Kalbin sol tarafında yer alan kalp odacıkları arasında yer alan mitral kapağın tam kapanamaması ve kanın belirli kısmının geri kaçarak kalbin fonksiyonunu bozması mitral kapak yetmezliği olarak adlandırılır. En sık görülen kalp kapak hastalıklarından olan mitral kapak yetmezliğinin dünya genelinde 100 kişiden 2’sinde görüldüğü tahmin ediliyor. Hafif düzeyde oluşan bir yetmezliğin belirtileri fark edilmezken hastalık ilerlediğinde günlük yaşamı ileri derecede kısıtlayan çeşitli semptomlar gelişebiliyor. Bu semptomlarla mitral kapak yetmezliği pek çok hastalığı da beraberinde getirebiliyor.

BİRÇOK HASTALIĞIN TETİKLEYİCİSİ

Acıbadem Bakırköy Hastanesi Kardiyoloji Uzmanı Doç. Dr. Onur Taşar, mitral kapak bozukluğunda erken tanının yaşamsal önem taşıdığına dikkat çekerek, “Tedavi edilmemiş hastalarda bu tablo ritim bozukluğuna, başta akciğer olmak üzere tüm organlarda dolaşım bozukluğuna ve kalp yetmezliğine neden olabilmektedir. Eğer daha önceden sorun yaşamadan yapılan fiziksel aktivitelerdeki bunları yürüyüş ve merdiven veya yokuş çıkma olarak düşünelim; nefes darlığı, çarpıntı, çabuk yorulma, halsizlik ve baş dönmesi gibi sorunlar yaşanıyorsa, mutlaka bir hekime başvurulmalıdır” diyor.

Kapakçık

HASTALIĞIN FARKLI SEBEPLERİ VAR

Mitral kapak yetmezliğinin bilinen en yaygın nedeni, doğumsal ya da sonradan gelişen kapak çökmesi. Çocuklukta atlatıldığı düşünülen ancak kalp kapağının gelişmesine engel olan hastalıklar da mitral kapak yetmezliği sebebi olabiliyor.

TEDAVİDE GECİKİLMEMELİ

Kalp vücuda mitral kapaktan gelen temiz kanı pompalar. Bu süreçte kapak tamamen kapanmazsa, yani kapakta kaçak olursa, kalp temiz kanı vücuda yeterince pompalayamaz. Kanın akciğerde toplanması ve kalbin aşırı efor sarf etmesi sonucunda özellikle merdiven veya yokuş çıkarken halsizlik, çabuk yorulma, nefes darlığı ve baş dönmesi gibi problemler gelişmeye başlar. Tedavide gecikildiği takdirde sorun ilerleyerek akciğer ödemi, kalpte ritim bozukluğu ve kalp yetmezliği gibi hastanın hayatını tehdit eden sorunlara yol açabiliyor. 

HASTAYA ÖZEL TEDAVİ

Tedavinin   hastanın genel durumu, eşlik eden hastalıklar ve kapak yapısı göz önüne alınarak planlandığını vurgulayan Kardiyoloji Uzmanı Doç. Dr. Onur Taşar, “Mitral kapak yetmezliğinde çeşitli tedavi yöntemleri mevcut. Kapalı yöntemle kapağın tamiri, yine uygun hastalarda aynı yöntemle yeni kapak yerleştirilmesi, cerrahi olarak açık kalp ameliyatıyla kapağın tamiri ve yeni kapak yerleştirilmesi veya mandal yöntemiyle ameliyatsız olarak kapak tamiri, tedavi yöntemlerinden bazılarını oluşturmaktadır” diyerek tedavi yönteminin hasta doktor iş birliği ile seçildiğini açıkladı.

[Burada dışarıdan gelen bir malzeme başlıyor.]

//! Clears, fills, resolves and blits encoded as small render passes.
//!
//! Fills and blits draw one fullscreen triangle. The blit shader box-filters
//! with `textureLoad`, so float targets that cannot be filtered by a sampler
//! are handled the same way as 8-bit ones.

use std::sync::Arc;

use wgpu::util::DeviceExt;

use super::WgpuBackend;
use super::conversion::{convert_color, convert_texture_format};
use crate::backend::GpuTexture;
use crate::backend::dummy::MAX_TAPS;
use crate::error::{RenderError, RenderResult};
use crate::types::{Color, Rect, Region, TextureDescriptor};

const FULLSCREEN_VERTEX: &str = r#"
@vertex
fn vs_main(@builtin(vertex_index) index: u32) -> @builtin(position) vec4<f32> {
    let uv = vec2<f32>(f32((index << 1u) & 2u), f32(index & 2u));
    return vec4<f32>(uv.x * 2.0 - 1.0, 1.0 - uv.y * 2.0, 0.0, 1.0);
}
"#;

const BLIT_FRAGMENT: &str = r#"
struct BlitParams {
    origin: vec2<f32>,
    extent: vec2<f32>,
    target_size: vec2<f32>,
    max_taps: vec2<f32>,
};

@group(0) @binding(0) var source: texture_2d<f32>;
@group(0) @binding(1) var<uniform> params: BlitParams;

@fragment
fn fs_main(@builtin(position) position: vec4<f32>) -> @location(0) vec4<f32> {
    let scale = params.extent / params.target_size;
    let start = params.origin + floor(position.xy) * scale;
    let size = vec2<i32>(textureDimensions(source));
    let taps = vec2<i32>(params.max_taps);
    let first = min(vec2<i32>(max(floor(start), vec2<f32>(0.0))), size - vec2<i32>(1));
    let end = vec2<i32>(ceil(start + scale));
    let last = min(min(max(end, first + vec2<i32>(1)), size), first + taps);

    var sum = vec4<f32>(0.0);
    for (var y = first.y; y < last.y; y = y + 1) {
        for (var x = first.x; x < last.x; x = x + 1) {
            sum = sum + textureLoad(source, vec2<i32>(x, y), 0);
        }
    }
    return sum / f32((last.x - first.x) * (last.y - first.y));
}
"#;

const FILL_FRAGMENT: &str = r#"
@group(0) @binding(0) var<uniform> color: vec4<f32>;

@fragment
fn fs_main() -> @location(0) vec4<f32> {
    return color;
}
"#;

#[repr(C)]
#[derive(Debug, Clone, Copy, bytemuck::Pod, bytemuck::Zeroable)]
struct BlitParams {
    origin: [f32; 2],
    extent: [f32; 2],
    target_size: [f32; 2],
    max_taps: [f32; 2],
}

#[derive(Debug, Clone, Copy, PartialEq, Eq, Hash)]
pub(super) enum PipelineKind {
    Blit,
    Fill,
}

pub(super) fn create_blit_resources(
    device: &wgpu::Device,
) -> (wgpu::ShaderModule, wgpu::BindGroupLayout) {
    let source = format!("{FULLSCREEN_VERTEX}{BLIT_FRAGMENT}");
    let shader = device.create_shader_module(wgpu::ShaderModuleDescriptor {
        label: Some("Blit Shader"),
        source: wgpu::ShaderSource::Wgsl(source.into()),
    });
    let layout = device.create_bind_group_layout(&wgpu::BindGroupLayoutDescriptor {
        label: Some("Blit Bind Group Layout"),
        entries: &[
            wgpu::BindGroupLayoutEntry {
                binding: 0,
                visibility: wgpu::ShaderStages::FRAGMENT,
                ty: wgpu::BindingType::Texture {
                    sample_type: wgpu::TextureSampleType::Float { filterable: false },
                    view_dimension: wgpu::TextureViewDimension::D2,
                    multisampled: false,
                },
                count: None,
            },
            uniform_entry(1),
        ],
    });
    (shader, layout)
}

pub(super) fn create_fill_resources(
    device: &wgpu::Device,
) -> (wgpu::ShaderModule, wgpu::BindGroupLayout) {
    let source = format!("{FULLSCREEN_VERTEX}{FILL_FRAGMENT}");
    let shader = device.create_shader_module(wgpu::ShaderModuleDescriptor {
        label: Some("Fill Shader"),
        source: wgpu::ShaderSource::Wgsl(source.into()),
    });
    let layout = device.create_bind_group_layout(&wgpu::BindGroupLayoutDescriptor {
        label: Some("Fill Bind Group Layout"),
        entries: &[uniform_entry(0)],
    });
    (shader, layout)
}

fn uniform_entry(binding: u32) -> wgpu::BindGroupLayoutEntry {
    wgpu::BindGroupLayoutEntry {
        binding,
        visibility: wgpu::ShaderStages::FRAGMENT,
        ty: wgpu::BindingType::Buffer {
            ty: wgpu::BufferBindingType::Uniform,
            has_dynamic_offset: false,
            min_binding_size: None,
        },
        count: None,
    }
}

fn texture_view(texture: &GpuTexture) -> RenderResult<&Arc<wgpu::TextureView>> {
    match texture {
        GpuTexture::Wgpu { view, .. } => Ok(view),
        _ => Err(RenderError::Backend(
            "wgpu backend called with non-Wgpu texture".to_string(),
        )),
    }
}

fn color_attachment<'a>(
    view: &'a wgpu::TextureView,
    load: wgpu::LoadOp<wgpu::Color>,
    resolve_target: Option<&'a wgpu::TextureView>,
) -> Option<wgpu::RenderPassColorAttachment<'a>> {
    Some(wgpu::RenderPassColorAttachment {
        view,
        resolve_target,
        ops: wgpu::Operations {
            load,
            store: wgpu::StoreOp::Store,
        },
        depth_slice: None,
    })
}

impl WgpuBackend {
    /// Get or build the pipeline of `kind` drawing into `format`.
    fn pipeline(
        &self,
        kind: PipelineKind,
        format: wgpu::TextureFormat,
        sample_count: u32,
    ) -> Arc<wgpu::RenderPipeline> {
        let mut pipelines = self.pipelines.lock();
        pipelines
            .entry((kind, format, sample_count))
            .or_insert_with(|| {
                let (shader, layout, label) = match kind {
                    PipelineKind::Blit => (&self.blit_shader, &self.blit_layout, "Blit Pipeline"),
                    PipelineKind::Fill => (&self.fill_shader, &self.fill_layout, "Fill Pipeline"),
                };
                log::debug!("Creating {label} for {format:?} x{sample_count}");
                let pipeline_layout =
                    self.device
                        .create_pipeline_layout(&wgpu::PipelineLayoutDescriptor {
                            label: Some(label),
                            bind_group_layouts: &[layout],
                            immediate_size: 0,
                        });
                Arc::new(
                    self.device
                        .create_render_pipeline(&wgpu::RenderPipelineDescriptor {
                            label: Some(label),
                            layout: Some(&pipeline_layout),
                            vertex: wgpu::VertexState {
                                module: shader,
                                entry_point: Some("vs_main"),
                                buffers: &[],
                                compilation_options: wgpu::PipelineCompilationOptions::default(),
                            },
                            fragment: Some(wgpu::FragmentState {
                                module: shader,
                                entry_point: Some("fs_main"),
                                targets: &[Some(wgpu::ColorTargetState {
                                    format,
                                    blend: None,
                                    write_mask: wgpu::ColorWrites::ALL,
                                })],
                                compilation_options: wgpu::PipelineCompilationOptions::default(),
                            }),
                            primitive: wgpu::PrimitiveState::default(),
                            depth_stencil: None,
                            multisample: wgpu::MultisampleState {
                                count: sample_count,
                                mask: !0,
                                alpha_to_coverage_enabled: false,
                            },
                            multiview_mask: None,
                            cache: None,
                        }),
                )
            })
            .clone()
    }

    fn encoder(&self, label: &str) -> wgpu::CommandEncoder {
        self.device
            .create_command_encoder(&wgpu::CommandEncoderDescriptor { label: Some(label) })
    }

    pub fn clear_color(
        &self,
        target: &GpuTexture,
        _descriptor: &TextureDescriptor,
        color: Color,
    ) -> RenderResult<()> {
        let view = texture_view(target)?;
        let mut encoder = self.encoder("Clear Encoder");
        encoder.begin_render_pass(&wgpu::RenderPassDescriptor {
            label: Some("Clear Pass"),
            color_attachments: &[color_attachment(
                view,
                wgpu::LoadOp::Clear(convert_color(color)),
                None,
            )],
            depth_stencil_attachment: None,
            timestamp_writes: None,
            occlusion_query_set: None,
            multiview_mask: None,
        });
        self.submit(encoder);
        Ok(())
    }

    pub fn clear_depth(
        &self,
        target: &GpuTexture,
        _descriptor: &TextureDescriptor,
        depth: f32,
    ) -> RenderResult<()> {
        let view = texture_view(target)?;
        let mut encoder = self.encoder("Clear Depth Encoder");
        encoder.begin_render_pass(&wgpu::RenderPassDescriptor {
            label: Some("Clear Depth Pass"),
            color_attachments: &[],
            depth_stencil_attachment: Some(wgpu::RenderPassDepthStencilAttachment {
                view,
                depth_ops: Some(wgpu::Operations {
                    load: wgpu::LoadOp::Clear(depth),
                    store: wgpu::StoreOp::Store,
                }),
                stencil_ops: None,
            }),
            timestamp_writes: None,
            occlusion_query_set: None,
            multiview_mask: None,
        });
        self.submit(encoder);
        Ok(())
    }

    /// `rect` must already be clipped to the target.
    pub fn fill_rect(
        &self,
        target: &GpuTexture,
        descriptor: &TextureDescriptor,
        rect: Rect,
        color: Color,
    ) -> RenderResult<()> {
        let view = texture_view(target)?;
        let pipeline = self.pipeline(
            PipelineKind::Fill,
            convert_texture_format(descriptor.format),
            descriptor.sample_count,
        );
        let uniform = self
            .device
            .create_buffer_init(&wgpu::util::BufferInitDescriptor {
                label: Some("Fill Color"),
                contents: bytemuck::bytes_of(&color.to_array()),
                usage: wgpu::BufferUsages::UNIFORM,
            });
        let bind_group = self.device.create_bind_group(&wgpu::BindGroupDescriptor {
            label: Some("Fill Bind Group"),
            layout: &self.fill_layout,
            entries: &[wgpu::BindGroupEntry {
                binding: 0,
                resource: uniform.as_entire_binding(),
            }],
        });

        let mut encoder = self.encoder("Fill Encoder");
        {
            let mut pass = encoder.begin_render_pass(&wgpu::RenderPassDescriptor {
                label: Some("Fill Pass"),
                color_attachments: &[color_attachment(view, wgpu::LoadOp::Load, None)],
                depth_stencil_attachment: None,
                timestamp_writes: None,
                occlusion_query_set: None,
                multiview_mask: None,
            });
            pass.set_pipeline(&pipeline);
            pass.set_bind_group(0, &bind_group, &[]);
            pass.set_scissor_rect(rect.x, rect.y, rect.width, rect.height);
            pass.draw(0..3, 0..1);
        }
        self.submit(encoder);
        Ok(())
    }

    pub fn resolve(
        &self,
        source: &GpuTexture,
        destination: &GpuTexture,
        _destination_desc: &TextureDescriptor,
    ) -> RenderResult<()> {
        let source = texture_view(source)?;
        let destination = texture_view(destination)?;
        let mut encoder = self.encoder("Resolve Encoder");
        self.encode_resolve(&mut encoder, source, destination);
        self.submit(encoder);
        Ok(())
    }

    pub(super) fn encode_resolve(
        &self,
        encoder: &mut wgpu::CommandEncoder,
        source: &wgpu::TextureView,
        destination: &wgpu::TextureView,
    ) {
        encoder.begin_render_pass(&wgpu::RenderPassDescriptor {
            label: Some("Resolve Pass"),
            color_attachments: &[color_attachment(
                source,
                wgpu::LoadOp::Load,
                Some(destination),
            )],
            depth_stencil_attachment: None,
            timestamp_writes: None,
            occlusion_query_set: None,
            multiview_mask: None,
        });
    }

    pub fn blit(
        &self,
        source: &GpuTexture,
        _source_desc: &TextureDescriptor,
        region: Region,
        destination: &GpuTexture,
        destination_desc: &TextureDescriptor,
    ) -> RenderResult<()> {
        let source = texture_view(source)?;
        let destination = texture_view(destination)?;
        let mut encoder = self.encoder("Blit Encoder");
        self.encode_blit(
            &mut encoder,
            source,
            region,
            destination,
            convert_texture_format(destination_desc.format),
            (destination_desc.width, destination_desc.height),
        );
        self.submit(encoder);
        Ok(())
    }

    pub(super) fn encode_blit(
        &self,
        encoder: &mut wgpu::CommandEncoder,
        source: &wgpu::TextureView,
        region: Region,
        destination: &wgpu::TextureView,
        format: wgpu::TextureFormat,
        (width, height): (u32, u32),
    ) {
        let pipeline = self.pipeline(PipelineKind::Blit, format, 1);
        let params = BlitParams {
            origin: [region.x, region.y],
            extent: [region.width, region.height],
            target_size: [width as f32, height as f32],
            max_taps: [MAX_TAPS as f32; 2],
        };
        let uniform = self
            .device
            .create_buffer_init(&wgpu::util::BufferInitDescriptor {
                label: Some("Blit Params"),
                contents: bytemuck::bytes_of(&params),
                usage: wgpu::BufferUsages::UNIFORM,
            });
        let bind_group = self.device.create_bind_group(&wgpu::BindGroupDescriptor {
            label: Some("Blit Bind Group"),
            layout: &self.blit_layout,
            entries: &[
                wgpu::BindGroupEntry {
                    binding: 0,
                    resource: wgpu::BindingResource::TextureView(source),
                },
                wgpu::BindGroupEntry {
                    binding: 1,
                    resource: uniform.as_entire_binding(),
                },
            ],
        });

        let mut pass = encoder.begin_render_pass(&wgpu::RenderPassDescriptor {
            label: Some("Blit Pass"),
            color_attachments: &[color_attachment(
                destination,
                wgpu::LoadOp::Clear(wgpu::Color::TRANSPARENT),
                None,
            )],
            depth_stencil_attachment: None,
            timestamp_writes: None,
            occlusion_query_set: None,
            multiview_mask: None,
        });
        pass.set_pipeline(&pipeline);
        pass.set_bind_group(0, &bind_group, &[]);
        pass.draw(0..3, 0..1);
    }
}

AMELİYATSIZ “MANDAL” YÖNTEMİ

Günümüzde, mitral kapak yetmezliğinde başarılı sonuçları bilimsel açıdan kanıtlanmış olan "mandal’’ yöntemi yaygın olarak uygulanan bir tedavi seçeneğini oluşturuyor. Bu tedavi kapsamında hasarlı ve kapanma kusuru olan mitral kapak yaprakçıkları çok küçük ölçekli bir mandal ile birbirine dikilmektedir.  Hasta, ertesi gün hastaneden taburcu edilerek normal hayatına dönebilmektedir. Mandal yönteminin en önemli avantajı, yüzde 1’den daha düşük riskle yapılmasıdır.